Cualesquiera que hubieran sido sus razones, se ignoró que los derechos de los médicos, por más naturales y legítimos que sean –como en efecto siempre hemos creído que lo son-, son subalternos a sus deberes en pro del bien común. Este hecho es sintomático de la profunda descomposición moral de un país y de una sociedad y con ella, de su clase médica a quienes Whitby llamara, Hombres de primera clase para una tarea de primera clase.

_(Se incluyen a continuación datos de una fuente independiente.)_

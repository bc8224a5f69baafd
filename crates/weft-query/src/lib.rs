//! Hybrid query orchestration for the Weft query engine.
//!
//! This crate ties the semantic and graph signals together:
//!
//! - [`QueryAnalyzer`]: normalization, concept detection, strategy choice
//! - [`ResultFusionEngine`]: weighted, renormalized score fusion
//! - [`strategy`]: one executor per [`Strategy`](weft_core::Strategy)
//! - [`HybridQueryEngine`]: cache, dispatch, fusion, and metrics per request
//!
//! # Example
//!
//! ```rust
//! use std::sync::Arc;
//! use weft_core::{Chunk, Strategy};
//! use weft_graph::{GraphData, GraphNode, InMemoryGraphStore, NodeLabel};
//! use weft_query::{HybridQueryEngine, SearchOptions};
//! use weft_vector::{HashEmbeddingProvider, InMemoryVectorStore};
//!
//! # tokio_test::block_on(async {
//! let embedder = HashEmbeddingProvider::default();
//! let mut vectors = InMemoryVectorStore::new();
//! let text = "FastAPI dependency injection";
//! vectors.insert(Chunk::new("c1", "Dependencies", text).with_embedding(embedder.embed_text(text)));
//!
//! let mut graph = GraphData::new();
//! graph.add_node(GraphNode::new("fastapi", "FastAPI", NodeLabel::Framework));
//!
//! let engine = HybridQueryEngine::builder()
//!     .vector_store(Arc::new(vectors))
//!     .graph_store(Arc::new(InMemoryGraphStore::new(graph)))
//!     .build()
//!     .await
//!     .unwrap();
//!
//! let options = SearchOptions::new().with_strategy(Strategy::HybridBalanced);
//! let response = engine.search("fastapi dependency injection", options).await.unwrap();
//! assert!(response.results.iter().any(|r| r.id == "c1"));
//! assert!(!response.metrics.cache_hit);
//! # });
//! ```

pub mod analyzer;
pub mod engine;
pub mod fusion;
pub mod metrics;
pub mod strategy;
pub mod vocabulary;

pub use analyzer::{QueryAnalysis, QueryAnalyzer};
pub use engine::{
    ANALYSIS_NAMESPACE, HybridQueryEngine, HybridQueryEngineBuilder, RESULTS_NAMESPACE,
    SearchOptions, SearchResponse, result_cache_key,
};
pub use fusion::{FusionWeights, ResultFusionEngine, union_by_max};
pub use metrics::{EngineStatsSnapshot, RequestPhase, SearchMetrics, SignalStatus};
pub use strategy::{StrategyExecutor, executor_for};
pub use vocabulary::{ConceptMatch, ConceptVocabulary};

Por su intermedio, uno de los fundamentos pétreos e inamovibles de la moral y ética médicas, aquel que requiere que los doctores den lo mejor de sí en provecho de sus pacientes y nunca les den la espalda o les ocasionen perjuicio, fue vaporizado por el antojo irracional de unos pocos desviados y lo peor, para a la final sólo arrojar lodo al oficio y a sus oficiantes.

La esencia es lo permanente e invariable en la naturaleza de las cosas. La medicina tiene y debe adecuarse con valor y decisión al paso de los tiempos y al progreso de la ciencia. Es su deber ineludible. Pero al mismo tiempo y por todos los medios, debe procurar mantener incólume su esencia, cual es, su deber de respetar y defender la dignidad del hombre…

REFERENCIAS

 

[1]. Sapira JD. The Art and Science of Bedside Diagnosis.  First Edition.

Williams & Wilkins. Baltimore. 1990:11.

[2]. Laín Entralgo P. Historia Universal de la Medicina. Tomo 1: Era Pretécnica. Salvat Editores. Barcelona. 1972:1-5.

[3]. Schipperges H. Medicina en el Medioevo Arabe. En, Laín Entralgo P. “Historia Universal de la Medicina”. Tomo 3: Edad Media. Salvat Editores. Barcelona.1972:77-98.

[4]. Wood P. Diseases of the Heart and Circulation. Eyre & Spottiswoode. London. 1963:245.

[5]. Ogilvie WH. Surgery, Orthodox and Heterodox. Blackwell Scientific Publications. London. 1948:119.

[6]. Levine SA. Carotid sinus massage: new diagnostic test for angina pectoris. JAMA. 1962;182:1332.